1930 О ВОССТАВШИХ АНГЕЛАХ
(Впервые: “Руль”, 15 октября 1930.)
От очередного (VII/VIII) номера “Воли России” веет, как и от прежних номеров, какой-то трогательной затхлостью. В прежнее время в “Воле России” помещались бы переводы из Тагора и Верхарна. Обязательно было бы упоминание о Уайльде как о тонком эстете и вообще писателе передовом. Выходи журнал еще раньше — и в нем были бы статьи о Берте Зутнер. Все громкое, ходкое, псевдопередовое, но вполне посредственное поражает воображение провинциала. Тут и стремление во что бы то ни стало поспеть за несколько мифическим существом, которое зовется Европой, почтение перед городским щегольством и нежно-революционная истома, а главное, главное — некое сакраментальное отношение к современности в кавычках. Эта последняя черта свойственна, между прочим, и Германии, где крылатые словца живут, как в раю, и ходячим выражениям оказывают такой же радушный прием, как глобтроттерам, продающим цветные открытки. Какой пафос, какую значительность получило года три, четыре тому назад слово “викенд”, мирно проживавшее в Англии уже полстолетия, а в Берлин попавшее фуксом — вместе с рекламой складной палатки — и сразу приобретшее оттенок упоительной новизны… В нем поспешили найти черты, родственные веку. Русские, живущие в Берлине, произносят его с удовольствием.
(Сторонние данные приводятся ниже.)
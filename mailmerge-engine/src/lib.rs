//! Template engine behind the `mailmerge` crate
//!
//! The pipeline has four stages, each usable on its own:
//!
//! - [`parser`]: compiles a template into a [`CompiledTemplate`]
//! - [`sanitizer`]: rewrites the strings of a [`Context`] through an allow-list [`Policy`]
//! - [`evaluator`]: renders a compiled template against a context
//! - [`plain_text`]: derives plain text from the rendered markup
//!
//! # Example
//!
//! ```rust
//! use mailmerge_engine::{Context, Policy, evaluator, parser, plain_text, sanitizer};
//!
//! let compiled = parser::compile("<p>Hi {{name}}</p>").unwrap();
//! let context = Context::new().with("name", "<b>Ann</b><script>x()</script>");
//! let context = sanitizer::sanitize(&Policy::default(), context);
//! let rich = evaluator::render(&compiled, &context);
//! assert_eq!(rich, "<p>Hi <b>Ann</b></p>");
//! assert_eq!(plain_text::to_plain_text(&rich), "Hi Ann");
//! ```

pub mod context;
pub mod evaluator;
pub mod node;
pub mod parser;
pub mod plain_text;
pub mod sanitizer;

pub use context::Context;
pub use node::{CompiledTemplate, Node};
pub use parser::{ParseError, compile};
pub use plain_text::to_plain_text;
pub use sanitizer::{AttributeRule, Policy, PolicyBuilder, sanitize};
// MIT License
//
// Copyright (c) 2024 Jerome Johnson
//
// Permission is hereby granted, free of charge, to any person obtaining a copy
// of this software and associated documentation files (the "Software"), to deal
// in the Software without restriction, including without limitation the rights
// to use, copy, modify, merge, publish, distribute, sublicense, and/or sell
// copies of the Software, and to permit persons to whom the Software is
// furnished to do so, subject to the following conditions:
//
// The above copyright notice and this permission notice shall be included in all
// copies or substantial portions of the Software.
//
// THE SOFTWARE IS PROVIDED "AS IS", WITHOUT WARRANTY OF ANY KIND, EXPRESS OR
// IMPLIED, INCLUDING BUT NOT LIMITED TO THE WARRANTIES OF MERCHANTABILITY,
// FITNESS FOR A PARTICULAR PURPOSE AND NONINFRINGEMENT. IN NO EVENT SHALL THE
// AUTHORS OR COPYRIGHT HOLDERS BE LIABLE FOR ANY CLAIM, DAMAGES OR OTHER
// LIABILITY, WHETHER IN AN ACTION OF CONTRACT, TORT OR OTHERWISE, ARISING FROM,
// OUT OF OR IN CONNECTION WITH THE SOFTWARE OR THE USE OR OTHER DEALINGS IN THE
// SOFTWARE.

//! Template marker scanning
//!
//! Splits a template into the text before a marker, the marker itself and
//! the rest of the template. The scanner recognizes:
//! - Merge fields: `{{name}}` and `{{{name}}}`
//! - Block markers: `{{#if name}}`, `{{else}}`, `{{/if}}`
//! - Comments: `{{! comment }}` or `{{!-- comment --}}`
//! - Escaped markers: `\{{name}}`, and raw blocks
//!   `{{{{raw}}}}not {{parsed}} here{{{{/raw}}}}`
//! - Whitespace control: `{{~name~}}` trims the whitespace on either side
//!
//! # Examples
//!
//! ```rust
//! use mailmerge_engine::parser::expression::{Expression, ExpressionType};
//!
//! let expr = Expression::from("Hello {{name}}!").unwrap().unwrap();
//! assert_eq!(expr.expression_type, ExpressionType::Variable);
//! assert_eq!(expr.content, "name");
//! assert_eq!(expr.offset, 6);
//! ```

use std::fmt::Display;

use crate::parser::error::{ParseError, Result};

/// Types of template markers
#[derive(Debug, Clone, Copy, PartialEq, Eq)]
pub enum ExpressionType {
    /// Comment: `{{! comment }}`
    Comment,
    /// Merge field: `{{name}}`
    Variable,
    /// Triple-stash merge field: `{{{name}}}`
    Raw,
    /// Block open: `{{#if name}}`
    Open,
    /// Block close: `{{/if}}`
    Close,
    /// Text emitted as written: `\{{name}}` or the body of a raw block
    Escaped,
}

/// A marker found in a template, with the text around it
#[derive(Debug, Clone, Copy)]
pub struct Expression<'a> {
    /// The type of marker
    pub expression_type: ExpressionType,
    /// Text before the marker
    pub prefix: &'a str,
    /// The marker content without delimiters
    pub content: &'a str,
    /// Text after the marker
    pub postfix: &'a str,
    /// The complete marker including delimiters
    pub raw: &'a str,
    /// Byte offset of `raw` in the template
    pub offset: usize,
    total: usize,
}

impl<'a> Expression<'a> {
    /// Parses the first marker of a template
    pub fn from(src: &'a str) -> Result<Option<Self>> {
        Self::scan(src, src.len())
    }

    /// Parses the marker following this one
    pub fn next(&self) -> Result<Option<Self>> {
        Self::scan(self.postfix, self.total)
    }

    /// Scans `src`, a suffix of a template `total` bytes long
    fn scan(src: &'a str, total: usize) -> Result<Option<Self>> {
        let base = total - src.len();
        let start = match src.find("{{") {
            Some(start) => start,
            None => return Ok(None),
        };
        if src[..start].ends_with('\\') {
            return Self::escaped(src, start, base, total).map(Some);
        }
        let mut prefix = &src[..start];
        let mut body = &src[start + 2..];
        if let Some(rest) = body.strip_prefix("{{") {
            return Self::raw_block(src, start, rest, base, total).map(Some);
        }
        if let Some(rest) = body.strip_prefix('~') {
            prefix = prefix.trim_end();
            body = rest;
        }
        let (expression_type, close) = match body.as_bytes().first() {
            Some(b'{') => {
                body = &body[1..];
                if let Some(rest) = body.strip_prefix('~') {
                    prefix = prefix.trim_end();
                    body = rest;
                }
                (ExpressionType::Raw, "}}}")
            }
            Some(b'!') => match body[1..].strip_prefix("--") {
                Some(rest) => {
                    body = rest;
                    (ExpressionType::Comment, "--}}")
                }
                None => {
                    body = &body[1..];
                    (ExpressionType::Comment, "}}")
                }
            },
            Some(b'#') => {
                body = &body[1..];
                (ExpressionType::Open, "}}")
            }
            Some(b'/') => {
                body = &body[1..];
                (ExpressionType::Close, "}}")
            }
            _ => (ExpressionType::Variable, "}}"),
        };
        let offset = base + start;
        let end = body
            .find(close)
            .ok_or_else(|| ParseError::unterminated(offset, &src[start..]))?;
        let after = &body[end + close.len()..];
        let raw = &src[start..src.len() - after.len()];
        let (content, postfix) = match body[..end].strip_suffix('~') {
            Some(content) => (content, after.trim_start()),
            None => (&body[..end], after),
        };
        Ok(Some(Self {
            expression_type,
            prefix,
            content,
            postfix,
            raw,
            offset,
            total,
        }))
    }

    /// Parses `\{{...}}`, which is emitted without the backslash
    fn escaped(src: &'a str, start: usize, base: usize, total: usize) -> Result<Self> {
        let offset = base + start - 1;
        let body = &src[start..];
        let end = body
            .find("}}")
            .ok_or_else(|| ParseError::unterminated(offset, &src[start - 1..]))?
            + 2;
        Ok(Self {
            expression_type: ExpressionType::Escaped,
            prefix: &src[..start - 1],
            content: &body[..end],
            postfix: &body[end..],
            raw: &src[start - 1..start + end],
            offset,
            total,
        })
    }

    /// Parses `{{{{name}}}}...{{{{/name}}}}`, `rest` following the four opening braces
    fn raw_block(src: &'a str, start: usize, rest: &'a str, base: usize, total: usize) -> Result<Self> {
        let offset = base + start;
        let name_end = rest
            .find("}}}}")
            .ok_or_else(|| ParseError::unterminated(offset, &src[start..]))?;
        let body = &rest[name_end + 4..];
        let closing = ["{{{{/", rest[..name_end].trim(), "}}}}"].concat();
        let close = body
            .find(&closing)
            .ok_or_else(|| ParseError::at(offset, "unclosed raw block", &src[start..]))?;
        let postfix = &body[close + closing.len()..];
        Ok(Self {
            expression_type: ExpressionType::Escaped,
            prefix: &src[..start],
            content: &body[..close],
            postfix,
            raw: &src[start..src.len() - postfix.len()],
            offset,
            total,
        })
    }
}

impl<'a> Display for Expression<'a> {
    fn fmt(&self, f: &mut std::fmt::Formatter<'_>) -> std::fmt::Result {
        f.write_str(self.raw)
    }
}
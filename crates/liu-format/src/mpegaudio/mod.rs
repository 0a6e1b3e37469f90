//! MPEG 音频 (MPEG-1/2/2.5 Layer I/II/III).

pub mod backend;
pub mod header;
pub mod parser;
pub mod scanner;
pub mod settings;
pub mod vbr;

pub use backend::{FrameDecoder, SilenceDecoder};
#[cfg(feature = "symphonia-backend")]
pub use backend::SymphoniaDecoder;
pub use header::{ChannelMode, FrameHeader, MpegVersion};
pub use parser::{MEDIA_TYPE, MpegAudioDecoder};
pub use scanner::{FrameScanner, ScanResult, SyncState};
pub use settings::MpegAudioSettings;
pub use vbr::{LameTag, VbrInfo, VbrKind};
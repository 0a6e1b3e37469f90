//! MPEG 音频解析配置.

use liu_codec::settings::duration_ms;
use liu_core::{LiuError, LiuResult};
use serde::{Deserialize, Serialize};
use std::time::Duration;

/// 默认的扩展校验帧数
pub const DEFAULT_MIN_SYNC_FRAMES: u32 = 3;

/// 默认的失步窗口
pub const DEFAULT_MAX_RESYNC_BYTES: usize = 20480;

/// MPEG 音频解析配置
#[derive(Debug, Clone, Copy, PartialEq, Serialize, Deserialize)]
#[serde(default)]
pub struct MpegAudioSettings {
    /// 开头丢弃的帧数
    pub skip_initial_frames: u32,
    /// 取得同步前要求的连续有效帧数 (含当前帧)
    pub min_sync_frames: u32,
    /// 单次失步最多跳过的字节数
    pub max_resync_bytes: usize,
    /// VBR 头声明字节数与实际字节数之比低于该值时不采信总量
    pub vbr_size_ratio: f64,
    /// seek 索引条目的最小时间间隔
    #[serde(with = "duration_ms")]
    pub index_interval: Duration,
    /// 丢弃携带 VBR 头的帧
    pub drop_vbr_header_frame: bool,
}

impl Default for MpegAudioSettings {
    fn default() -> Self {
        Self {
            skip_initial_frames: 0,
            min_sync_frames: DEFAULT_MIN_SYNC_FRAMES,
            max_resync_bytes: DEFAULT_MAX_RESYNC_BYTES,
            vbr_size_ratio: 0.8,
            index_interval: Duration::from_secs(1),
            drop_vbr_header_frame: true,
        }
    }
}

impl MpegAudioSettings {
    /// 检查取值范围
    pub fn validate(&self) -> LiuResult<()> {
        if self.min_sync_frames == 0 {
            return Err(LiuError::InvalidArgument(
                "min_sync_frames 不能为 0".into(),
            ));
        }
        if !(0.0..=1.0).contains(&self.vbr_size_ratio) {
            return Err(LiuError::InvalidArgument(format!(
                "vbr_size_ratio 必须在 [0, 1] 内, 实际为 {}",
                self.vbr_size_ratio
            )));
        }
        Ok(())
    }
}

#[cfg(test)]
mod tests {
    use super::*;

    #[test]
    fn test_默认值() {
        let s = MpegAudioSettings::default();
        assert_eq!(s.min_sync_frames, 3);
        assert_eq!(s.max_resync_bytes, 20480);
        assert!(s.drop_vbr_header_frame);
        assert!(s.validate().is_ok());
    }

    #[test]
    fn test_json_部分覆盖() {
        let s: MpegAudioSettings =
            serde_json::from_str(r#"{ "skip_initial_frames": 2, "index_interval": 500 }"#)
                .unwrap();
        assert_eq!(s.skip_initial_frames, 2);
        assert_eq!(s.index_interval, Duration::from_millis(500));
        assert_eq!(s.vbr_size_ratio, 0.8);
    }

    #[test]
    fn test_取值校验() {
        let s = MpegAudioSettings {
            vbr_size_ratio: 1.5,
            ..Default::default()
        };
        assert!(matches!(s.validate(), Err(LiuError::InvalidArgument(_))));
    }
}
//! 字节累积器.
//!
//! 接收任意大小的输入块, 按需取出连续的 N 字节. 每个输入块的起始时间戳与字节偏移
//! 被记录为一个标记, 取出数据时据此为输出缓冲区打上时间戳.
//!
//! 同一个上游时间戳只会被使用一次: 若多个帧都位于同一输入块内, 只有第一个帧拿到
//! 该时间戳, 其余帧的时间戳为空, 由下游按采样数推算.

use bytes::{Bytes, BytesMut};
use liu_core::{Buffer, LiuError, LiuResult};
use log::trace;
use std::collections::VecDeque;
use std::time::Duration;

/// 输入块标记
#[derive(Debug, Clone, Copy)]
struct Marker<T> {
    /// 块起始处的绝对字节位置 (自上次清空以来)
    at: u64,
    value: T,
}

/// 读取位置之前最近的标记
fn head<T: Copy>(marks: &VecDeque<Marker<T>>, consumed: u64) -> Option<Marker<T>> {
    marks.iter().rev().find(|m| m.at <= consumed).copied()
}

/// 只保留读取位置之前的最后一个标记
fn prune<T>(marks: &mut VecDeque<Marker<T>>, consumed: u64) {
    while marks.len() > 1 && marks[1].at <= consumed {
        marks.pop_front();
    }
}

/// 字节累积器
#[derive(Debug, Default)]
pub struct Adapter {
    /// 未消费的数据
    data: BytesMut,
    /// 已消费 (取出或丢弃) 的字节总数
    consumed: u64,
    /// 带时间戳的输入块, 按位置升序
    pts_marks: VecDeque<Marker<Duration>>,
    /// 带上游偏移的输入块, 按位置升序
    offset_marks: VecDeque<Marker<u64>>,
    /// 最近一次取出时使用的时间戳
    last_pts: Option<Duration>,
}

impl Adapter {
    /// 创建空累积器
    pub fn new() -> Self {
        Self::default()
    }

    /// 追加一个输入块
    pub fn push(&mut self, buffer: Buffer) {
        let at = self.consumed + self.data.len() as u64;
        if let Some(pts) = buffer.pts {
            self.pts_marks.push_back(Marker { at, value: pts });
        }
        if let Some(offset) = buffer.offset {
            self.offset_marks.push_back(Marker { at, value: offset });
        }
        self.data.extend_from_slice(&buffer.data);
    }

    /// 可用字节数
    pub fn available(&self) -> usize {
        self.data.len()
    }

    /// 全部未消费数据
    pub fn as_slice(&self) -> &[u8] {
        &self.data
    }

    /// 查看前 `n` 字节, 不消费
    pub fn peek(&self, n: usize) -> LiuResult<&[u8]> {
        if self.data.len() < n {
            return Err(LiuError::NeedMoreData);
        }
        Ok(&self.data[..n])
    }

    /// 在 `[offset, offset + size)` 范围内查找满足 `(word & mask) == pattern` 的
    /// 大端 32 位字, 返回其相对偏移
    pub fn masked_scan_u32(&self, mask: u32, pattern: u32, offset: usize, size: usize) -> Option<usize> {
        let end = offset.checked_add(size)?.min(self.data.len());
        if end < offset + 4 {
            return None;
        }
        self.data[offset..end]
            .windows(4)
            .position(|w| u32::from_be_bytes([w[0], w[1], w[2], w[3]]) & mask == pattern)
            .map(|p| p + offset)
    }

    /// 读取位置之前最近的上游时间戳, 以及自该时间戳以来的字节距离
    pub fn prev_timestamp(&self) -> (Option<Duration>, u64) {
        match head(&self.pts_marks, self.consumed) {
            Some(m) => (Some(m.value), self.consumed - m.at),
            None => (None, 0),
        }
    }

    /// 读取位置在上游字节流中的偏移
    pub fn prev_offset(&self) -> Option<u64> {
        let m = head(&self.offset_marks, self.consumed)?;
        Some(m.value + (self.consumed - m.at))
    }

    /// 取出恰好 `n` 字节
    ///
    /// 返回的缓冲区带有读取位置对应的上游时间戳; 与上次取出相同的时间戳被丢弃.
    pub fn take(&mut self, n: usize) -> LiuResult<Buffer> {
        if self.data.len() < n {
            return Err(LiuError::NeedMoreData);
        }
        let (pts, _) = self.prev_timestamp();
        let pts = if pts.is_some() && pts == self.last_pts {
            trace!("时间戳与上次相同, 丢弃");
            None
        } else {
            if pts.is_some() {
                self.last_pts = pts;
            }
            pts
        };
        let offset = self.prev_offset();

        let data: Bytes = self.data.split_to(n).freeze();
        self.advance(n);

        let mut buffer = Buffer::new(data);
        buffer.pts = pts;
        buffer.offset = offset;
        Ok(buffer)
    }

    /// 丢弃前 `n` 字节
    pub fn flush(&mut self, n: usize) {
        let n = n.min(self.data.len());
        let _ = self.data.split_to(n);
        self.advance(n);
    }

    /// 清空全部数据与时间戳关联
    pub fn clear(&mut self) {
        self.data.clear();
        self.consumed = 0;
        self.pts_marks.clear();
        self.offset_marks.clear();
        self.last_pts = None;
    }

    fn advance(&mut self, n: usize) {
        self.consumed += n as u64;
        prune(&mut self.pts_marks, self.consumed);
        prune(&mut self.offset_marks, self.consumed);
    }
}
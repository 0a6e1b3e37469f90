//! VBR 元数据 (Xing/Info, LAME, VBRI).
//!
//! 编码器在第一帧的主数据区写入总帧数、总字节数与 seek 表. 这一帧本身不含音频,
//! 其中的表用于在字节与时间之间换算.
//!
//! Xing 布局 (帧头后 side info 之后):
//! ```text
//! "Xing"|"Info"  flags(u32 BE)  [frames u32] [bytes u32] [toc 100B] [scale u32]
//! ```
//! VBRI 布局 (固定在帧头后 32 字节处):
//! ```text
//! "VBRI" version(u16) delay(u16) quality(u16) bytes(u32) frames(u32)
//! entries(u16) scale(u16) entry_bytes(u16) frames_per_entry(u16) table...
//! ```

use byteorder::{BigEndian, ByteOrder};
use liu_core::clock::{self, SECOND};
use liu_core::{LiuError, LiuResult};
use log::{debug, warn};
use std::time::Duration;

use super::header::FrameHeader;

const XING_FRAMES: u32 = 0x1;
const XING_BYTES: u32 = 0x2;
const XING_TOC: u32 = 0x4;
const XING_VBR_SCALE: u32 = 0x8;

/// LAME 扩展标签
#[derive(Debug, Clone, PartialEq, Eq)]
pub struct LameTag {
    /// 编码器版本, 如 "LAME3.100"
    pub version: String,
    /// 编码器延迟 (采样)
    pub encoder_delay: u16,
    /// 末尾填充 (采样)
    pub encoder_padding: u16,
}

/// Xing/Info 头
#[derive(Debug, Clone, PartialEq, Eq)]
pub struct XingHeader {
    /// "Info" 表示 CBR 编码
    pub is_info: bool,
    pub frames: Option<u32>,
    pub bytes: Option<u32>,
    /// 已减去首项偏置的 100 项目录
    pub toc: Option<[u8; 100]>,
    pub vbr_scale: Option<u32>,
    pub lame: Option<LameTag>,
}

/// VBRI 头
#[derive(Debug, Clone, PartialEq, Eq)]
pub struct VbriHeader {
    pub delay: u16,
    pub quality: u16,
    pub bytes: u32,
    pub frames: u32,
    /// 每个表项覆盖的帧数
    pub frames_per_entry: u16,
    /// 各段的字节数 (已乘以比例因子)
    pub table: Vec<u32>,
}

/// 第一帧的检查结果
#[derive(Debug, Clone, PartialEq, Eq)]
pub enum VbrProbe {
    Xing(XingHeader),
    Vbri(VbriHeader),
    /// 没有 VBR 头
    Absent,
    /// 头部字段超出已缓冲的数据
    NeedMoreData,
}

/// 检查从帧起点开始的数据中的 VBR 头
///
/// `data` 可以比帧长, 读取范围不受帧边界限制.
pub fn probe(data: &[u8], header: &FrameHeader) -> VbrProbe {
    let off = header.xing_offset();
    if data.len() < off + 4 {
        return VbrProbe::NeedMoreData;
    }
    let id = &data[off..off + 4];
    if id == b"Xing" || id == b"Info" {
        return match parse_xing(data, off) {
            Ok(Some(x)) => VbrProbe::Xing(x),
            Ok(None) => VbrProbe::NeedMoreData,
            Err(e) => {
                warn!("{e}");
                VbrProbe::Absent
            }
        };
    }

    let off = header.vbri_offset();
    if data.len() < off + 4 {
        return VbrProbe::NeedMoreData;
    }
    if &data[off..off + 4] == b"VBRI" {
        return match parse_vbri(data, off) {
            Ok(Some(v)) => VbrProbe::Vbri(v),
            Ok(None) => VbrProbe::NeedMoreData,
            Err(e) => {
                warn!("{e}");
                VbrProbe::Absent
            }
        };
    }
    VbrProbe::Absent
}

/// 解析 Xing/Info 头, 数据不足时返回 `Ok(None)`
fn parse_xing(data: &[u8], off: usize) -> LiuResult<Option<XingHeader>> {
    let is_info = &data[off..off + 4] == b"Info";
    if data.len() < off + 8 {
        return Ok(None);
    }
    let flags = BigEndian::read_u32(&data[off + 4..]);

    let mut needed = off + 8;
    for (flag, size) in [
        (XING_FRAMES, 4),
        (XING_BYTES, 4),
        (XING_TOC, 100),
        (XING_VBR_SCALE, 4),
    ] {
        if flags & flag != 0 {
            needed += size;
        }
    }
    if data.len() < needed {
        debug!("Xing 头需要 {needed} 字节, 当前只有 {}", data.len());
        return Ok(None);
    }

    let mut pos = off + 8;

    let mut frames = None;
    if flags & XING_FRAMES != 0 {
        let n = BigEndian::read_u32(field(data, &mut pos, 4));
        if n == 0 {
            warn!("Xing 头声明的总帧数为 0, 忽略");
        } else {
            frames = Some(n);
        }
    }

    let mut bytes = None;
    if flags & XING_BYTES != 0 {
        let n = BigEndian::read_u32(field(data, &mut pos, 4));
        if n == 0 {
            warn!("Xing 头声明的总字节数为 0, 忽略");
        } else {
            bytes = Some(n);
        }
    }

    let mut toc = None;
    if flags & XING_TOC != 0 {
        let raw = field(data, &mut pos, 100);
        match normalize_toc(raw) {
            Ok(t) => toc = Some(t),
            Err(e) => warn!("{e}, 改用平均码率换算"),
        }
    }

    let vbr_scale =
        (flags & XING_VBR_SCALE != 0).then(|| BigEndian::read_u32(field(data, &mut pos, 4)));

    let lame = parse_lame(&data[needed..]);
    debug!(
        "{} 头: {} 帧, {} 字节, 目录 {}, LAME {}",
        if is_info { "Info" } else { "Xing" },
        frames.map_or_else(|| "-".into(), |n| n.to_string()),
        bytes.map_or_else(|| "-".into(), |n| n.to_string()),
        toc.is_some(),
        lame.as_ref().map_or("-", |l| l.version.as_str()),
    );

    Ok(Some(XingHeader {
        is_info,
        frames,
        bytes,
        toc,
        vbr_scale,
        lame,
    }))
}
В нем таится что-то пряное, острое, связанное с джазом (который берлинские русские выговаривают “яцц”, а парижские — жаз) и с короткими юбками. Эти последние тоже оказались символом эпохи. Один датский философ тонко согласовал их с “торопливостью века”, рекордами и прочими приметами. Увы, — платья теперь удлиняются снова, чуть не до пола. Торопливость века, по-видимому, заключается в том, что продолжается он не сто, а пять-шесть лет.